Madame Grizkyrg explains. "Our frogs are free-range, happily playing cards and engaging in frog-wrestling tournaments by day, and indulging in karacroake at night. In June, the frog shearers armed with tiny scissors, lure the frogs (with homemade fly snacks) onto supersized pads, where they are carefully shorn of their pelts." She went on to say that the hair is then washed, sorted, and spun by the locals to produce extremely fine yarn, which is then knitted into garments during the severe winter months. As you can see from the picture, a shorn frog is a happy frog!
"One gram of frog hair, spun in our little factory, will produce over 5000 meters of yarn. And the frogs come in a wide range of colors and patterns, including polka dot and herringbone, so we don't have to worry about dyeing it," says Madame Grizkyrg.

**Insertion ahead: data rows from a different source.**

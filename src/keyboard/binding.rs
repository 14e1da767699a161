//! Scoped binding sessions — the lifecycle contract between a UI component
//! and the handler registry.
//!
//! A component acquires a `BindingSession` when it becomes active, binds the
//! actions it cares about, and drops the session when it deactivates. The
//! session records what was bound so it can re-register everything against a
//! new shortcut map when the configuration changes. Dropping the session
//! releases every entry it owns.
use std::rc::Rc;

use thiserror::Error;

use super::map::{ShortcutAction, ShortcutMap};
use super::registry::{OwnerToken, ShortcutHandler, ShortcutRegistry};

#[derive(Debug, Error, Clone, Copy, PartialEq, Eq)]
pub enum BindingError {
    /// The requested action has no descriptor in the observed shortcut map.
    /// Reported synchronously at registration time; the caller decides
    /// whether to proceed without the binding.
    #[error("no shortcut bound for action '{}'", .0.name())]
    MissingBinding(ShortcutAction),
}

// ============================================================================
// BindingSession
// ============================================================================

/// The scoped lifetime during which a component's shortcut handlers are
/// active in the registry.
///
/// Primary and alternate descriptors of a bound action are registered as
/// separate entries sharing one handler and this session's owner token.
pub struct BindingSession {
    registry: Rc<ShortcutRegistry>,
    owner: OwnerToken,
    observed: ShortcutMap,
    bindings: Vec<(ShortcutAction, ShortcutHandler)>,
}

impl BindingSession {
    /// Open a session against the shortcut map the component currently
    /// observes. Issues a fresh owner token.
    pub fn new(registry: Rc<ShortcutRegistry>, shortcuts: ShortcutMap) -> Self {
        let owner = registry.issue_owner();
        Self {
            registry,
            owner,
            observed: shortcuts,
            bindings: Vec::new(),
        }
    }

    pub fn owner(&self) -> OwnerToken {
        self.owner
    }

    /// The map this session last registered against.
    pub fn observed(&self) -> &ShortcutMap {
        &self.observed
    }

    /// Bind a handler to an action: one registry entry per descriptor in
    /// the action's set. Fails synchronously if the observed map has no
    /// descriptor for the action.
    pub fn bind(
        &mut self,
        action: ShortcutAction,
        handler: ShortcutHandler,
    ) -> Result<(), BindingError> {
        let set = self
            .observed
            .get(action)
            .ok_or(BindingError::MissingBinding(action))?;
        for shortcut in set.iter() {
            self.registry.register(*shortcut, handler.clone(), self.owner);
        }
        self.bindings.push((action, handler));
        Ok(())
    }

    /// Re-resolve this session against the current shortcut map.
    ///
    /// No-op (returns `Ok(false)`) when the map is value-equal to the one
    /// last observed. Otherwise every entry owned by this session is
    /// unregistered and every recorded binding re-registered against the
    /// new map before returning — single-threaded, so no event can be
    /// dispatched against a half-updated entry set.
    ///
    /// An action that lost its descriptors in the new map is skipped (its
    /// handler simply stops firing) and reported as the error; bindings for
    /// actions still present are registered regardless.
    pub fn sync(&mut self, current: &ShortcutMap) -> Result<bool, BindingError> {
        if self.observed == *current {
            return Ok(false);
        }

        let removed = self.registry.unregister_all(self.owner);
        self.observed = current.clone();

        let mut missing = None;
        for (action, handler) in &self.bindings {
            match self.observed.get(*action) {
                Some(set) => {
                    for shortcut in set.iter() {
                        self.registry
                            .register(*shortcut, handler.clone(), self.owner);
                    }
                }
                None => {
                    tracing::warn!(
                        action = action.name(),
                        "Shortcut map no longer binds action; handler disabled"
                    );
                    missing.get_or_insert(BindingError::MissingBinding(*action));
                }
            }
        }

        tracing::debug!(
            owner = ?self.owner,
            removed,
            registered = self.registry.owned_count(self.owner),
            "Resynced binding session to new shortcut map"
        );

        match missing {
            Some(err) => Err(err),
            None => Ok(true),
        }
    }
}

impl Drop for BindingSession {
    fn drop(&mut self) {
        self.registry.unregister_all(self.owner);
    }
}

// ============================================================================
// Tests
// ============================================================================

#[cfg(test)]
mod tests {
    use super::*;
    use crate::keyboard::dispatcher::KeyInput;
    use crate::keyboard::shortcut::KeyPhase;
    use crossterm::event::{KeyCode, KeyModifiers};
    use std::cell::Cell;
    use std::collections::HashMap;

    fn input(code: KeyCode, modifiers: KeyModifiers) -> KeyInput {
        KeyInput {
            code,
            modifiers,
            phase: KeyPhase::Down,
        }
    }

    fn counting_handler(count: Rc<Cell<u32>>) -> ShortcutHandler {
        Rc::new(move |_| {
            count.set(count.get() + 1);
            Ok(())
        })
    }

    #[test]
    fn test_bind_registers_primary_and_alternates() {
        let registry = Rc::new(ShortcutRegistry::new());
        let mut session = BindingSession::new(registry.clone(), ShortcutMap::defaults());
        let count = Rc::new(Cell::new(0));

        session
            .bind(
                ShortcutAction::NavigatePreviousPage,
                counting_handler(count.clone()),
            )
            .unwrap();

        // Default: Ctrl+Left primary, Ctrl+Shift+, alternate
        assert_eq!(registry.owned_count(session.owner()), 2);
        registry.dispatch(&input(KeyCode::Left, KeyModifiers::CONTROL));
        registry.dispatch(&input(
            KeyCode::Char(','),
            KeyModifiers::CONTROL | KeyModifiers::SHIFT,
        ));
        assert_eq!(count.get(), 2);
    }

    #[test]
    fn test_drop_unregisters_everything() {
        let registry = Rc::new(ShortcutRegistry::new());
        {
            let mut session = BindingSession::new(registry.clone(), ShortcutMap::defaults());
            session
                .bind(ShortcutAction::CloseDialog, Rc::new(|_| Ok(())))
                .unwrap();
            session
                .bind(ShortcutAction::ShowHelp, Rc::new(|_| Ok(())))
                .unwrap();
            assert_eq!(registry.len(), 2);
        }
        assert!(registry.is_empty());
    }

    #[test]
    fn test_sync_noop_when_map_unchanged() {
        let registry = Rc::new(ShortcutRegistry::new());
        let mut session = BindingSession::new(registry.clone(), ShortcutMap::defaults());
        session
            .bind(ShortcutAction::CloseDialog, Rc::new(|_| Ok(())))
            .unwrap();

        let resynced = session.sync(&ShortcutMap::defaults()).unwrap();
        assert!(!resynced);
        assert_eq!(registry.len(), 1);
    }

    #[test]
    fn test_sync_rebinds_against_new_map() {
        let registry = Rc::new(ShortcutRegistry::new());
        let mut session = BindingSession::new(registry.clone(), ShortcutMap::defaults());
        let count = Rc::new(Cell::new(0));
        session
            .bind(ShortcutAction::CloseDialog, counting_handler(count.clone()))
            .unwrap();

        // Old binding fires
        registry.dispatch(&input(KeyCode::Esc, KeyModifiers::NONE));
        assert_eq!(count.get(), 1);

        // Swap Esc → q
        let mut new_map = ShortcutMap::defaults();
        let mut overrides = HashMap::new();
        overrides.insert("close_dialog".to_string(), "q".to_string());
        new_map.apply_overrides(&overrides);

        let resynced = session.sync(&new_map).unwrap();
        assert!(resynced);

        // Zero entries reference the old descriptor, exactly one the new
        registry.dispatch(&input(KeyCode::Esc, KeyModifiers::NONE));
        assert_eq!(count.get(), 1);
        registry.dispatch(&input(KeyCode::Char('q'), KeyModifiers::NONE));
        assert_eq!(count.get(), 2);
        assert_eq!(registry.owned_count(session.owner()), 1);
    }

    #[test]
    fn test_sync_never_double_registers() {
        let registry = Rc::new(ShortcutRegistry::new());
        let mut session = BindingSession::new(registry.clone(), ShortcutMap::defaults());
        let count = Rc::new(Cell::new(0));
        session
            .bind(
                ShortcutAction::NavigateNextPage,
                counting_handler(count.clone()),
            )
            .unwrap();

        // Change an unrelated action so the maps differ but next-page keeps
        // its descriptors.
        let mut new_map = ShortcutMap::defaults();
        let mut overrides = HashMap::new();
        overrides.insert("show_help".to_string(), "F2".to_string());
        new_map.apply_overrides(&overrides);

        session.sync(&new_map).unwrap();

        registry.dispatch(&input(KeyCode::Right, KeyModifiers::CONTROL));
        assert_eq!(count.get(), 1, "exactly one firing after resync");
    }

    #[test]
    fn test_bind_missing_action_is_configuration_error() {
        let registry = Rc::new(ShortcutRegistry::new());
        let mut map = ShortcutMap::defaults();
        let mut overrides = HashMap::new();
        overrides.insert("show_help".to_string(), "none".to_string());
        map.apply_overrides(&overrides);

        let mut session = BindingSession::new(registry.clone(), map);
        let err = session
            .bind(ShortcutAction::ShowHelp, Rc::new(|_| Ok(())))
            .unwrap_err();
        assert_eq!(err, BindingError::MissingBinding(ShortcutAction::ShowHelp));
        assert!(registry.is_empty());
    }

    #[test]
    fn test_sync_reports_action_dropped_from_new_map() {
        let registry = Rc::new(ShortcutRegistry::new());
        let mut session = BindingSession::new(registry.clone(), ShortcutMap::defaults());
        let count = Rc::new(Cell::new(0));
        session
            .bind(ShortcutAction::ShowHelp, counting_handler(count.clone()))
            .unwrap();
        session
            .bind(ShortcutAction::CloseDialog, Rc::new(|_| Ok(())))
            .unwrap();

        let mut new_map = ShortcutMap::defaults();
        let mut overrides = HashMap::new();
        overrides.insert("show_help".to_string(), "none".to_string());
        new_map.apply_overrides(&overrides);

        let err = session.sync(&new_map).unwrap_err();
        assert_eq!(err, BindingError::MissingBinding(ShortcutAction::ShowHelp));

        // The surviving action is still bound; the dropped one is inert.
        assert_eq!(registry.owned_count(session.owner()), 1);
        registry.dispatch(&input(KeyCode::F(1), KeyModifiers::NONE));
        assert_eq!(count.get(), 0);
    }

    #[test]
    fn test_two_sessions_are_isolated() {
        let registry = Rc::new(ShortcutRegistry::new());
        let mut a = BindingSession::new(registry.clone(), ShortcutMap::defaults());
        let mut b = BindingSession::new(registry.clone(), ShortcutMap::defaults());
        let count_b = Rc::new(Cell::new(0));

        a.bind(ShortcutAction::CloseDialog, Rc::new(|_| Ok(())))
            .unwrap();
        b.bind(ShortcutAction::CloseDialog, counting_handler(count_b.clone()))
            .unwrap();

        drop(a);
        assert_eq!(registry.len(), 1);
        registry.dispatch(&input(KeyCode::Esc, KeyModifiers::NONE));
        assert_eq!(count_b.get(), 1);
    }
}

She went on to say that the frogs make excellent pets, as they are clean and very intelligent. There are two frog trainers in town who coach the ambhibians in Kyrgyz, the native language, as well as instruct them in the rules of Frog Paddy Bingo, a subject that will not be further discussed in this article. A new niche business has recently emerged, thanks a sizable grant from the TSA. Azrygyr is one of several being trained as drug- and explosive-sniffing frogs.

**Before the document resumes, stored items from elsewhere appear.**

//! OPDS catalog browsing: the feed model and page navigation.
//!
//! - `feed` - OPDS 2.0 JSON parsing into display models
//! - `pagination` - Directional shortcut consumer translating fires into
//!   route pushes
//! - `store` - Pre-fetched page set the client browses offline

mod feed;
mod pagination;
mod store;

pub use feed::{FeedError, OpdsFeed, OpdsLink, PageInfo, PageLinks, Publication};
pub use pagination::{resolve, PageDirection, PageNavigation};
pub use store::CatalogStore;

The TSA will soon be deploying these little guys in both the personal security and baggage-screening areas. Being small, they can easily hop around inside carry-on and checked baggage. When contraband is detected, their hair stands straight up and vibrates silently, quietly alerting the agents. The frogs' foot-long tongues have been genetically modified to carry an electrical current and, on command from the TSA Frog Handlers, will zap offenders, who are then dropped through a trap door directly into a paddy wagon.
Dr. Vrkyng and Mr. Hopper will be staying in the town for three months studying this new genus before publishing their findings in Nature. After they have completed their research, they intend to start an eco-friendly frog-hair yarn exporting business. "Our enterprise should bring a business boom to Kyzyl-Oi," says Dr. Vrkyng.
All of us lace knitters look forward to seeing the product! Right? Don't we?